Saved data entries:
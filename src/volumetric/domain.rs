use crate::{Error, Integer, point::Point};

/// An axis aligned box of the digital space of dimension `N`, both bounds included.
///
/// Points are enumerated in lexicographic order, being the first axis the one that varies the
/// fastest.
#[derive(Debug, Clone, Copy, PartialEq, Eq, Hash)]
pub struct Domain<const N: usize> {
    lower: Point<i64, N>,
    upper: Point<i64, N>,
}

impl<const N: usize> Domain<N> {
    /// Returns the domain delimited by the given corners.
    ///
    /// Fails if a lower bound exceeds its upper one, or if the amount of points of the domain
    /// does not fit in a `usize`.
    pub fn new(
        lower: impl Into<Point<i64, N>>,
        upper: impl Into<Point<i64, N>>,
    ) -> Result<Self, Error> {
        let lower = lower.into();
        let upper = upper.into();

        if let Some(axis) = (0..N).find(|&axis| lower[axis] > upper[axis]) {
            return Err(Error::EmptyDomain {
                axis,
                lower: lower[axis],
                upper: upper[axis],
            });
        }

        let len = (0..N).try_fold(1_usize, |len, axis| {
            usize::try_from(upper[axis].distance(lower[axis]))
                .ok()?
                .checked_add(1)
                .and_then(|extent| len.checked_mul(extent))
        });

        if len.is_none() {
            return Err(Error::DomainOverflow {
                lower: lower.to_string(),
                upper: upper.to_string(),
            });
        }

        Ok(Self { lower, upper })
    }

    /// Returns the lowest corner of the domain.
    pub fn lower(&self) -> &Point<i64, N> {
        &self.lower
    }

    /// Returns the uppermost corner of the domain.
    pub fn upper(&self) -> &Point<i64, N> {
        &self.upper
    }

    /// Returns the amount of points of the domain along each axis.
    pub fn extent(&self) -> [usize; N] {
        std::array::from_fn(|axis| self.upper[axis].distance(self.lower[axis]) as usize + 1)
    }

    /// Returns the total amount of points in the domain.
    pub fn len(&self) -> usize {
        self.extent().iter().product()
    }

    /// Always returns false, since a domain has at least one point.
    pub fn is_empty(&self) -> bool {
        self.len() == 0
    }

    /// Returns true if, and only if, the given point lies in the domain.
    pub fn contains(&self, point: &Point<i64, N>) -> bool {
        self.lower.is_lower(point) && self.upper.is_upper(point)
    }

    /// Returns the distance, in the flat enumeration of the domain, between two points that only
    /// differ by one unit along each axis.
    pub(crate) fn strides(&self) -> [usize; N] {
        let extent = self.extent();
        let mut strides = [1; N];
        for axis in 1..N {
            strides[axis] = strides[axis - 1] * extent[axis - 1];
        }

        strides
    }

    /// Returns the position of the given point in the enumeration of the domain, if any.
    pub fn index_of(&self, point: &Point<i64, N>) -> Option<usize> {
        if !self.contains(point) {
            return None;
        }

        Some(
            self.strides()
                .iter()
                .enumerate()
                .map(|(axis, stride)| point[axis].distance(self.lower[axis]) as usize * stride)
                .sum(),
        )
    }

    /// Returns the point at the given position of the enumeration of the domain, if any.
    pub fn point_at(&self, index: usize) -> Option<Point<i64, N>> {
        if index >= self.len() {
            return None;
        }

        let extent = self.extent();
        let strides = self.strides();
        Some(Point(std::array::from_fn(|axis| {
            self.lower[axis] + ((index / strides[axis]) % extent[axis]) as i64
        })))
    }

    /// Returns an iterator over all the points of the domain in lexicographic order.
    pub fn iter(&self) -> impl Iterator<Item = Point<i64, N>> + '_ {
        (0..self.len()).filter_map(|index| self.point_at(index))
    }
}
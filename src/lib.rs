//! Digital geometry on integer lattices: online recognition of digital straight segments and
//! separable distance transformation of digital images.

pub mod cursor;
pub mod error;
pub mod integer;
pub mod point;

#[cfg(feature = "dss")]
pub mod dss;
#[cfg(feature = "volumetric")]
pub mod volumetric;

pub use self::cursor::{Cursor, Plane, Projected, ReverseCursor, SliceCursor};
pub use self::error::Error;
pub use self::integer::{Bound, Integer, Sign};
pub use self::point::{Point, Point2, Point3};
use criterion::{BatchSize, Criterion, criterion_group};
use digitline::volumetric::{
    Chessboard, DistanceTransformation, Domain, Image, Manhattan, SquaredEuclidean,
};
use rand::Rng;

const SIDE: i64 = 256;
const SEEDS: usize = 64;

fn random_seeds() -> Image<u8, 2> {
    let mut rng = rand::rng();

    let domain = Domain::new([0, 0], [SIDE - 1, SIDE - 1]).unwrap();

    let mut image = Image::filled(domain, 1);
    (0..SEEDS).for_each(|_| {
        let point = [rng.random_range(0..SIDE), rng.random_range(0..SIDE)].into();
        image.set(&point, 0).unwrap();
    });

    image
}

pub fn large_images(criterion: &mut Criterion) {
    let mut group = criterion.benchmark_group("large images");

    group.bench_function("chessboard", |b| {
        b.iter_batched(
            random_seeds,
            |image| {
                DistanceTransformation::new(Chessboard).compute(&image);
            },
            BatchSize::LargeInput,
        )
    });

    group.bench_function("manhattan", |b| {
        b.iter_batched(
            random_seeds,
            |image| {
                DistanceTransformation::new(Manhattan).compute(&image);
            },
            BatchSize::LargeInput,
        )
    });

    group.bench_function("squared euclidean", |b| {
        b.iter_batched(
            random_seeds,
            |image| {
                DistanceTransformation::new(SquaredEuclidean).compute(&image);
            },
            BatchSize::LargeInput,
        )
    });
}

criterion_group!(benches, large_images);
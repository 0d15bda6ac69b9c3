use num_traits::Signed;

use crate::{
    Integer,
    dss::{Connectivity, remainder::Remainder, steps::Steps},
    point::Point2,
};

/// The points of a digital straight segment lying on the two bounding lines of its band.
#[derive(Debug, Clone, Copy, PartialEq, Eq)]
pub struct LeaningPoints<T> {
    /// The first point on the upper bounding line.
    pub upper_front: Point2<T>,
    /// The last point on the upper bounding line.
    pub upper_back: Point2<T>,
    /// The first point on the lower bounding line.
    pub lower_front: Point2<T>,
    /// The last point on the lower bounding line.
    pub lower_back: Point2<T>,
}

impl<T: Copy> LeaningPoints<T> {
    fn at(point: Point2<T>) -> Self {
        Self {
            upper_front: point,
            upper_back: point,
            lower_front: point,
            lower_back: point,
        }
    }

    /// Returns the leaning points of the same segment scanned the other way round.
    ///
    /// Reversing the scan negates the direction vector, which swaps the upper and lower bounding
    /// lines as well as the front and back of each of them.
    pub fn reversed(&self) -> Self {
        Self {
            upper_front: self.lower_back,
            upper_back: self.lower_front,
            lower_front: self.upper_back,
            lower_back: self.upper_front,
        }
    }
}

/// Where a remainder falls relative to the band `mu <= r < mu + omega`.
#[derive(Debug, Clone, Copy, PartialEq, Eq)]
pub(crate) enum Case {
    /// Inside the band, possibly on any of its bounding lines.
    Interior { upper: bool, lower: bool },
    /// One unit above the upper bounding line.
    WeaklyExteriorUpper,
    /// One unit below the lower bounding line.
    WeaklyExteriorLower,
    /// Farther than one unit from the band.
    Exterior,
}

impl Case {
    pub(crate) fn of<T: Integer>(remainder: T, mu: T, omega: T) -> Self {
        let lower = mu + omega - T::one();
        if remainder >= mu && remainder <= lower {
            Case::Interior {
                upper: remainder == mu,
                lower: remainder == lower,
            }
        } else if remainder == mu - T::one() {
            Case::WeaklyExteriorUpper
        } else if remainder == lower + T::one() {
            Case::WeaklyExteriorLower
        } else {
            Case::Exterior
        }
    }
}

/// The arithmetical description of a digital straight segment.
#[derive(Debug, Clone, Copy, PartialEq, Eq)]
pub(crate) struct State<T> {
    pub(crate) a: T,
    pub(crate) b: T,
    pub(crate) mu: T,
    pub(crate) omega: T,
    pub(crate) leaning: LeaningPoints<T>,
    pub(crate) steps: Option<Steps<T>>,
}

impl<T> State<T>
where
    T: Integer + Signed,
{
    /// Returns the state of the segment made of the given point only.
    pub(crate) fn new(point: Point2<T>) -> Self {
        Self {
            a: T::zero(),
            b: T::zero(),
            mu: T::zero(),
            omega: T::one(),
            leaning: LeaningPoints::at(point),
            steps: None,
        }
    }

    /// Returns true if, and only if, the slope of the segment is still undefined.
    pub(crate) fn is_trivial(&self) -> bool {
        self.a.is_zero() && self.b.is_zero()
    }

    /// Returns the remainder of the given point for the slope of this state.
    pub(crate) fn remainder(&self, point: &Point2<T>) -> T {
        Remainder::new(self.a, self.b, point).into_inner()
    }

    /// Returns the state of the segment resulting from appending `point` after `last`, or
    /// [`None`] if the result is not a digital straight segment.
    pub(crate) fn extended<C>(&self, last: Point2<T>, point: Point2<T>) -> Option<Self>
    where
        C: Connectivity,
    {
        let step = point - last;
        if step.is_zero() {
            return Some(*self);
        }

        if !C::is_step(&step) {
            return None;
        }

        let steps = match self.steps {
            None => Steps::Single(step),
            Some(steps) => steps.with(step, C::are_compatible::<T>)?,
        };

        if self.is_trivial() {
            // The first step defines the direction vector (b, a).
            let origin = self.leaning.upper_front;
            return Some(Self {
                a: step.y(),
                b: step.x(),
                mu: Remainder::from([&step, &origin]).into_inner(),
                omega: C::omega(step.y(), step.x()),
                leaning: LeaningPoints {
                    upper_front: origin,
                    upper_back: point,
                    lower_front: origin,
                    lower_back: point,
                },
                steps: Some(steps),
            });
        }

        let mut next = Self {
            steps: Some(steps),
            ..*self
        };

        match Case::of(self.remainder(&point), self.mu, self.omega) {
            Case::Interior { upper, lower } => {
                if upper {
                    next.leaning.upper_back = point;
                }

                if lower {
                    next.leaning.lower_back = point;
                }
            }
            Case::WeaklyExteriorUpper => {
                let direction = point - self.leaning.upper_front;
                next.a = direction.y();
                next.b = direction.x();
                next.omega = C::omega(next.a, next.b);
                next.mu = Remainder::from([&direction, &self.leaning.upper_front]).into_inner();
                next.leaning.upper_back = point;
                next.leaning.lower_front = self.leaning.lower_back;
            }
            Case::WeaklyExteriorLower => {
                let direction = point - self.leaning.lower_front;
                next.a = direction.y();
                next.b = direction.x();
                next.omega = C::omega(next.a, next.b);
                next.mu = Remainder::from([&direction, &self.leaning.lower_front]).into_inner()
                    - next.omega
                    + T::one();
                next.leaning.lower_back = point;
                next.leaning.upper_front = self.leaning.upper_back;
            }
            Case::Exterior => return None,
        }

        Some(next)
    }
}

#[cfg(test)]
mod tests {
    use crate::{
        dss::{
            Eight, Four,
            state::{Case, LeaningPoints, State},
        },
        point::Point2,
    };

    #[test]
    fn remainder_cases() {
        struct Test {
            name: &'static str,
            remainder: i32,
            want: Case,
        }

        // Band of mu = -4 and omega = 7, that is: -4 <= r <= 2.
        vec![
            Test {
                name: "on the upper bounding line",
                remainder: -4,
                want: Case::Interior {
                    upper: true,
                    lower: false,
                },
            },
            Test {
                name: "strictly inside",
                remainder: 0,
                want: Case::Interior {
                    upper: false,
                    lower: false,
                },
            },
            Test {
                name: "on the lower bounding line",
                remainder: 2,
                want: Case::Interior {
                    upper: false,
                    lower: true,
                },
            },
            Test {
                name: "just above the band",
                remainder: -5,
                want: Case::WeaklyExteriorUpper,
            },
            Test {
                name: "just below the band",
                remainder: 3,
                want: Case::WeaklyExteriorLower,
            },
            Test {
                name: "far above the band",
                remainder: -8,
                want: Case::Exterior,
            },
            Test {
                name: "far below the band",
                remainder: 4,
                want: Case::Exterior,
            },
        ]
        .into_iter()
        .for_each(|test| {
            let got = Case::of(test.remainder, -4, 7);
            assert_eq!(got, test.want, "{}: got = {got:?}, want = {:?}", test.name, test.want);
        });

        assert_eq!(
            Case::of(0, 0, 1),
            Case::Interior {
                upper: true,
                lower: true
            },
            "thickness one band"
        );
    }

    #[test]
    fn state_transitions() {
        struct Test {
            name: &'static str,
            points: Vec<Point2<i32>>,
            want: Option<State<i32>>,
        }

        fn run(points: &[Point2<i32>]) -> Option<State<i32>> {
            let (first, rest) = points.split_first()?;
            rest.iter()
                .try_fold((State::new(*first), *first), |(state, last), point| {
                    Some((state.extended::<Four>(last, *point)?, *point))
                })
                .map(|(state, _)| state)
        }

        vec![
            Test {
                name: "first step defines the slope",
                points: vec![[0, 0].into(), [1, 0].into()],
                want: Some(State {
                    a: 0,
                    b: 1,
                    mu: 0,
                    omega: 1,
                    leaning: LeaningPoints {
                        upper_front: [0, 0].into(),
                        upper_back: [1, 0].into(),
                        lower_front: [0, 0].into(),
                        lower_back: [1, 0].into(),
                    },
                    steps: Some(crate::dss::steps::Steps::Single([1, 0].into())),
                }),
            },
            Test {
                name: "weakly exterior point above the band",
                points: vec![[0, 0].into(), [1, 0].into(), [1, 1].into()],
                want: Some(State {
                    a: 1,
                    b: 1,
                    mu: 0,
                    omega: 2,
                    leaning: LeaningPoints {
                        upper_front: [0, 0].into(),
                        upper_back: [1, 1].into(),
                        lower_front: [1, 0].into(),
                        lower_back: [1, 0].into(),
                    },
                    steps: Some(crate::dss::steps::Steps::Pair([[1, 0].into(), [0, 1].into()])),
                }),
            },
            Test {
                name: "weakly exterior point below the band",
                points: vec![
                    [0, 0].into(),
                    [1, 0].into(),
                    [1, 1].into(),
                    [2, 1].into(),
                    [3, 1].into(),
                ],
                want: Some(State {
                    a: 1,
                    b: 2,
                    mu: -1,
                    omega: 3,
                    leaning: LeaningPoints {
                        upper_front: [1, 1].into(),
                        upper_back: [1, 1].into(),
                        lower_front: [1, 0].into(),
                        lower_back: [3, 1].into(),
                    },
                    steps: Some(crate::dss::steps::Steps::Pair([[1, 0].into(), [0, 1].into()])),
                }),
            },
            Test {
                name: "backward step",
                points: vec![[0, 0].into(), [1, 0].into(), [0, 0].into()],
                want: None,
            },
            Test {
                name: "non neighbor point",
                points: vec![[0, 0].into(), [2, 0].into()],
                want: None,
            },
        ]
        .into_iter()
        .for_each(|test| {
            let got = run(&test.points);
            assert_eq!(got, test.want, "{}: got = {got:?}, want = {:?}", test.name, test.want);
        });
    }

    #[test]
    fn repeated_points_keep_the_state() {
        let origin: Point2<i32> = [0, 0].into();
        let state = State::new(origin)
            .extended::<Eight>(origin, [1, 1].into())
            .unwrap();

        assert_eq!(state.extended::<Eight>([1, 1].into(), [1, 1].into()), Some(state));
    }
}
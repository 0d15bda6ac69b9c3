use criterion::{BatchSize, Criterion, criterion_group};
use digitline::{
    Point2,
    dss::{Dss4, Dss8},
};
use rand::Rng;

const STEPS: usize = 10_000;

fn random_walk(steps: [[i32; 2]; 2]) -> Vec<Point2<i32>> {
    let mut rng = rand::rng();
    let mut point = Point2::zero();

    std::iter::once(point)
        .chain((1..STEPS).map(|_| {
            point = point + steps[rng.random_range(0..steps.len())].into();
            point
        }))
        .collect()
}

pub fn greedy_segmentation(criterion: &mut Criterion) {
    let mut group = criterion.benchmark_group("greedy segmentation");

    group.bench_function("4-connected walk", |b| {
        b.iter_batched(
            || random_walk([[1, 0], [0, 1]]),
            |walk| {
                Dss4::greedy(&walk);
            },
            BatchSize::LargeInput,
        )
    });

    group.bench_function("8-connected walk", |b| {
        b.iter_batched(
            || random_walk([[1, 0], [1, 1]]),
            |walk| {
                Dss8::greedy(&walk);
            },
            BatchSize::LargeInput,
        )
    });
}

criterion_group!(benches, greedy_segmentation);
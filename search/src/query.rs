//! Query-side inputs of a search: endpoint states and goal tolerances.

use crate::limits::ANGLE_NUM;

/// A discrete agent state: grid cell plus heading.
#[derive(Clone, Copy, Debug, PartialEq, Eq)]
pub struct Pose {
    pub i: i32,
    pub j: i32,
    pub theta: i32,
}

impl Pose {
    pub fn new(i: i32, j: i32, theta: i32) -> Pose {
        debug_assert!((0..ANGLE_NUM).contains(&theta));
        Pose { i, j, theta }
    }
}

/// How far from the finish state a vertex may be and still count as a
/// goal.
#[derive(Clone, Copy, Debug)]
pub struct GoalTolerance {
    /// Euclidean radius around the finish cell.
    pub radius: f64,
    /// Cyclic heading slack, in discrete steps.
    pub angle_slack: i32,
}

impl GoalTolerance {
    /// Goal must match the finish state exactly.
    pub fn exact() -> GoalTolerance {
        GoalTolerance {
            radius: 0.0,
            angle_slack: 0,
        }
    }
}

impl Default for GoalTolerance {
    fn default() -> Self {
        GoalTolerance {
            radius: 3.0,
            angle_slack: 1,
        }
    }
}
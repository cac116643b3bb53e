//! Occupancy grid and the MovingAI `.map` loader.

use crate::limits::{MAX_MAP_HEIGHT, MAX_MAP_WIDTH};
use anyhow::{ensure, Context, Result};
use std::io::BufRead;
use std::path::Path;
use tracing::debug;

/// A rectangular grid of cells, each either free or blocked.
#[derive(Clone)]
pub struct Grid {
    /// Row-major occupancy; `true` means blocked.
    cells: Vec<bool>,
    height: i32,
    width: i32,
}

impl Grid {
    /// An all-free grid of the given dimensions.
    pub fn empty(height: i32, width: i32) -> Grid {
        assert!(height > 0 && width > 0);
        Grid {
            cells: vec![false; (height * width) as usize],
            height,
            width,
        }
    }

    pub fn height(&self) -> i32 {
        self.height
    }

    pub fn width(&self) -> i32 {
        self.width
    }

    /// Marks cell `(i, j)` as blocked.
    pub fn block(&mut self, i: i32, j: i32) {
        assert!(self.in_bounds(i, j));
        let w = self.width;
        self.cells[(i * w + j) as usize] = true;
    }

    pub fn in_bounds(&self, i: i32, j: i32) -> bool {
        (0..self.height).contains(&i) && (0..self.width).contains(&j)
    }

    /// Whether cell `(i, j)` is free. Callers must have checked
    /// `in_bounds` first.
    pub fn traversable(&self, i: i32, j: i32) -> bool {
        debug_assert!(self.in_bounds(i, j));
        !self.cells[(i * self.width + j) as usize]
    }

    /// Reads a map in the MovingAI format: a `type ...` header line plus
    /// three more header lines, then rows of `.` (free) and `#`/`@`/`T`
    /// (blocked) characters. Blank lines and unknown characters are
    /// skipped. With `keep_obstacles = false` every body cell loads as
    /// free.
    pub fn load(path: impl AsRef<Path>, keep_obstacles: bool) -> Result<Grid> {
        let path = path.as_ref();
        let file = std::fs::File::open(path)
            .with_context(|| format!("cannot open map file {}", path.display()))?;
        let grid = Self::parse(std::io::BufReader::new(file), keep_obstacles)
            .with_context(|| format!("malformed map file {}", path.display()))?;
        debug!(
            height = grid.height,
            width = grid.width,
            "loaded occupancy grid"
        );
        Ok(grid)
    }

    pub fn parse(reader: impl BufRead, keep_obstacles: bool) -> Result<Grid> {
        let mut lines = reader.lines();
        let mut rows: Vec<Vec<bool>> = Vec::new();

        while let Some(line) = lines.next() {
            let line = line?;
            if line.starts_with("type") {
                // Three more header lines (dimensions and the "map"
                // marker) follow; the body is self-describing.
                for _ in 0..3 {
                    lines.next().transpose()?;
                }
                continue;
            }
            if line.is_empty() {
                continue;
            }

            let mut row = Vec::with_capacity(line.len());
            for c in line.chars() {
                match c {
                    '.' => row.push(false),
                    '#' | '@' | 'T' => row.push(keep_obstacles),
                    _ => {}
                }
            }
            if let Some(first) = rows.first() {
                ensure!(
                    first.len() == row.len(),
                    "rows must all have the same length (got {} and {})",
                    first.len(),
                    row.len()
                );
            }
            rows.push(row);
        }

        ensure!(!rows.is_empty(), "map has no body rows");
        let height = rows.len() as i32;
        let width = rows[0].len() as i32;
        ensure!(
            height < MAX_MAP_HEIGHT && width < MAX_MAP_WIDTH,
            "map of {}x{} exceeds the {}x{} limit",
            height,
            width,
            MAX_MAP_HEIGHT,
            MAX_MAP_WIDTH
        );

        Ok(Grid {
            cells: rows.into_iter().flatten().collect(),
            height,
            width,
        })
    }
}

#[cfg(test)]
mod tests {
    use super::*;
    use std::io::Cursor;

    const MAP: &str = "\
type octile
height 3
width 4
map
.#..

..@T
.T..
";

    #[test]
    fn parses_movingai_body() {
        let g = Grid::parse(Cursor::new(MAP), true).unwrap();
        assert_eq!((g.height(), g.width()), (3, 4));
        assert!(!g.traversable(0, 1));
        assert!(!g.traversable(1, 2));
        assert!(!g.traversable(1, 3));
        assert!(!g.traversable(2, 1));
        assert!(g.traversable(0, 0));
        assert!(g.traversable(2, 3));
    }

    #[test]
    fn obstacle_suppression_loads_all_free() {
        let g = Grid::parse(Cursor::new(MAP), false).unwrap();
        for i in 0..3 {
            for j in 0..4 {
                assert!(g.traversable(i, j));
            }
        }
    }

    #[test]
    fn ragged_rows_rejected() {
        let bad = "type octile\nh\nw\nmap\n...\n....\n";
        assert!(Grid::parse(Cursor::new(bad), true).is_err());
    }

    #[test]
    fn bounds() {
        let g = Grid::empty(2, 3);
        assert!(g.in_bounds(0, 0) && g.in_bounds(1, 2));
        assert!(!g.in_bounds(-1, 0) && !g.in_bounds(0, 3) && !g.in_bounds(2, 0));
    }
}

- [Task prompt] Please copy, exactly and with nothing else, the lines above beginning at the line that has "let mut point = Point2::zero();" and ending with the line that has "#[derive(Clone, Copy, Debug, PartialEq, Eq)]".

- [Answer section]
    let mut point = Point2::zero();

    std::iter::once(point)
        .chain((1..STEPS).map(|_| {
            point = point + steps[rng.random_range(0..steps.len())].into();
            point
        }))
        .collect()
}

pub fn greedy_segmentation(criterion: &mut Criterion) {
    let mut group = criterion.benchmark_group("greedy segmentation");

    group.bench_function("4-connected walk", |b| {
        b.iter_batched(
            || random_walk([[1, 0], [0, 1]]),
            |walk| {
                Dss4::greedy(&walk);
            },
            BatchSize::LargeInput,
        )
    });

    group.bench_function("8-connected walk", |b| {
        b.iter_batched(
            || random_walk([[1, 0], [1, 1]]),
            |walk| {
                Dss8::greedy(&walk);
            },
            BatchSize::LargeInput,
        )
    });
}

criterion_group!(benches, greedy_segmentation);
filename search/src/query.rs
//! Query-side inputs of a search: endpoint states and goal tolerances.

use crate::limits::ANGLE_NUM;

/// A discrete agent state: grid cell plus heading.
#[derive(Clone, Copy, Debug, PartialEq, Eq)]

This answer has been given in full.